Country/region/village: Chad/Mayo Kibbi Est/Djarabov 

Community: Massa


In Chad, rice cultivation is concentrated in the south-west of the country mainly in the Tandjilé, Mayo Kebbi and Logone Occidental areas. Traditional rice farming is done with simple developments in the flood zones. Farmers who were first to engage in this technology later expanded it to other farmers with improved species and cultural techniques. In the face of declining rainfall and water stress in rice crops, producers in the Massa community have developed a technique for regulating water in rice growing areas with the support of ANADER. ANADER is a national structure whose mission is to support the intensification and diversification of agricultural, animal, fish and forest products, and to promote these sectors. They accompany producers as well as the Union of farmers' organization groups.  This endogenous rice farming technology has been developed to be used in the agriculture and water resources sectors, and relates to climate change adaptation and mitigation, specifically addressing the needs for food security for hundreds of producers. It consists of simple water regulation schemes in flood-prone areas for traditional rice crops. The technology is applied at the community level in all the villages in the Bongor region which is the capital of the Mayo-Kebbi East region and the Mayo-Boneye constituency with a population of approximately 70,000 inhabitants.  

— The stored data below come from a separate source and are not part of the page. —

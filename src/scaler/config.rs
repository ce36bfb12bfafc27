//! # 配置模块
//!
//! ## 设计思路
//!
//! 将所有“可调策略”集中到 `ImageConfig`，保证运行时行为可观测、可调整、可测试。
//! 缩放档位（quality / balanced / speed）作为高层语义，映射到具体的重采样滤镜。
//!
//! ## 实现思路
//!
//! - `Default` 提供生产可用的平衡配置。
//! - `ScaleProfile` 负责档位字符串解析与反向输出。
//! - `ConfigOverrides` 从 JSON 文件读取可覆盖字段，未出现的字段保持默认值。
//! - 输出编码器（`OutputCodec`）只能通过代码设置，命令行不暴露。

use std::fs;
use std::path::Path;

use image::imageops::FilterType;
use serde::Deserialize;

use super::ImageError;

/// 缩放流水线配置。
///
/// 字段覆盖了读取、解码、重采样与编码四个阶段。
#[derive(Debug, Clone)]
pub struct ImageConfig {
    /// 读取输入文件时允许的最大文件体积（字节）。
    pub max_file_size: u64,
    /// 解码后的像素上限（`width * height`）。
    pub max_decoded_pixels: u64,
    /// 解码阶段允许的预计内存上限（按 RGBA 估算，字节）。
    pub max_decoded_bytes: u64,
    /// 重采样滤镜策略。
    pub resize_filter: FilterType,
    /// 输出容器使用的固定编码器。
    pub output_codec: OutputCodec,
}

impl Default for ImageConfig {
    fn default() -> Self {
        Self {
            max_file_size: 50 * 1024 * 1024,
            max_decoded_pixels: 40_000_000,
            max_decoded_bytes: 160 * 1024 * 1024,
            resize_filter: FilterType::CatmullRom,
            output_codec: OutputCodec::Png,
        }
    }
}

/// 输出编码器选择。
#[derive(Debug, Clone, Copy, PartialEq, Eq)]
pub enum OutputCodec {
    /// 无损 PNG。
    Png,
    /// 有损 JPEG，`quality` 取值 1~100。
    Jpeg { quality: u8 },
}

impl OutputCodec {
    pub fn as_str(self) -> &'static str {
        match self {
            Self::Png => "png",
            Self::Jpeg { .. } => "jpeg",
        }
    }
}

/// 缩放档位（面向用户语义）。
///
/// - `Quality`：Lanczos3，尽量保真
/// - `Balanced`：CatmullRom，质量与速度平衡
/// - `Speed`：最近邻，优先速度
#[derive(Debug, Clone, Copy, PartialEq, Eq)]
pub enum ScaleProfile {
    Quality,
    Balanced,
    Speed,
}

impl ScaleProfile {
    /// 从外部字符串解析档位。
    ///
    /// # 示例
    /// ```rust
    /// use image_scale::scaler::ScaleProfile;
    ///
    /// let p = ScaleProfile::from_str("Balanced")?;
    /// assert_eq!(p.as_str(), "balanced");
    /// # Ok::<(), image_scale::scaler::ImageError>(())
    /// ```
    #[allow(clippy::should_implement_trait)]
    pub fn from_str(profile: &str) -> Result<Self, ImageError> {
        match profile.trim().to_lowercase().as_str() {
            "quality" => Ok(Self::Quality),
            "balanced" => Ok(Self::Balanced),
            "speed" => Ok(Self::Speed),
            other => Err(ImageError::InvalidArgument(format!(
                "未知缩放档位：{}（可选：quality / balanced / speed）",
                other
            ))),
        }
    }

    /// 将档位输出为稳定字符串。
    pub fn as_str(self) -> &'static str {
        match self {
            Self::Quality => "quality",
            Self::Balanced => "balanced",
            Self::Speed => "speed",
        }
    }
}

impl ImageConfig {
    /// 应用指定档位到实际滤镜。
    pub fn apply_profile(&mut self, profile: ScaleProfile) {
        self.resize_filter = match profile {
            ScaleProfile::Quality => FilterType::Lanczos3,
            ScaleProfile::Balanced => FilterType::CatmullRom,
            ScaleProfile::Speed => FilterType::Nearest,
        };
    }

    /// 基于当前滤镜反推档位，用于日志展示。
    pub fn infer_profile(&self) -> ScaleProfile {
        match self.resize_filter {
            FilterType::Lanczos3 | FilterType::Gaussian => ScaleProfile::Quality,
            FilterType::Nearest => ScaleProfile::Speed,
            FilterType::CatmullRom | FilterType::Triangle => ScaleProfile::Balanced,
        }
    }

    /// 合并 JSON 覆盖项。
    ///
    /// 覆盖项中的档位同样生效，命令行档位应在此之后再应用。
    pub fn apply_overrides(&mut self, overrides: &ConfigOverrides) -> Result<(), ImageError> {
        if let Some(max_file_size) = overrides.max_file_size {
            self.max_file_size = max_file_size;
        }
        if let Some(max_decoded_pixels) = overrides.max_decoded_pixels {
            self.max_decoded_pixels = max_decoded_pixels;
        }
        if let Some(max_decoded_bytes) = overrides.max_decoded_bytes {
            self.max_decoded_bytes = max_decoded_bytes;
        }
        if let Some(profile) = overrides.profile.as_deref() {
            self.apply_profile(ScaleProfile::from_str(profile)?);
        }
        Ok(())
    }
}

/// JSON 配置文件中允许出现的覆盖项。
#[derive(Debug, Clone, Default, Deserialize)]
#[serde(deny_unknown_fields)]
pub struct ConfigOverrides {
    #[serde(default)]
    pub max_file_size: Option<u64>,
    #[serde(default)]
    pub max_decoded_pixels: Option<u64>,
    #[serde(default)]
    pub max_decoded_bytes: Option<u64>,
    #[serde(default)]
    pub profile: Option<String>,
}

impl ConfigOverrides {
    /// 从 JSON 文本解析覆盖项。
    pub fn from_json(content: &str) -> Result<Self, String> {
        serde_json::from_str(content).map_err(|e| format!("解析配置文件失败: {}", e))
    }

    /// 读取并解析 JSON 配置文件。
    pub fn load(path: &Path) -> Result<Self, String> {
        let content = fs::read_to_string(path)
            .map_err(|e| format!("读取配置文件失败（{}）: {}", path.display(), e))?;
        Self::from_json(&content)
    }
}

The main requirements of this technology relate to access to land, seeds and fertilizer. The community have developed a technique for regulating water in rice fields by making bunds when the water floods the plots. It is at this moment that the farmer sows the rice and removes weeds. The bunds are designed to regulate the water in the rice perimeters. Made with local materials, these bunds help to avoid harmful floods to crops but also to keep moisture in case of shoreline stagnations. To ensure a good drainage of the water within the rice plots the producers open channels and make dimensioned bunds

The technology was initiated and used by their ancestors and transmitted from one generation to another through word of mouth, while producers have acquired capacities and possesion of practical technical and organizational knowledge in traditional rice farming. They control the production chain and ensure the transplanting, weeding, monitoring, harvesting and marketing of the rice. Nowaday, knowledge is also transferred via programmes on the Bongor community radio called "Terre Nouvelle".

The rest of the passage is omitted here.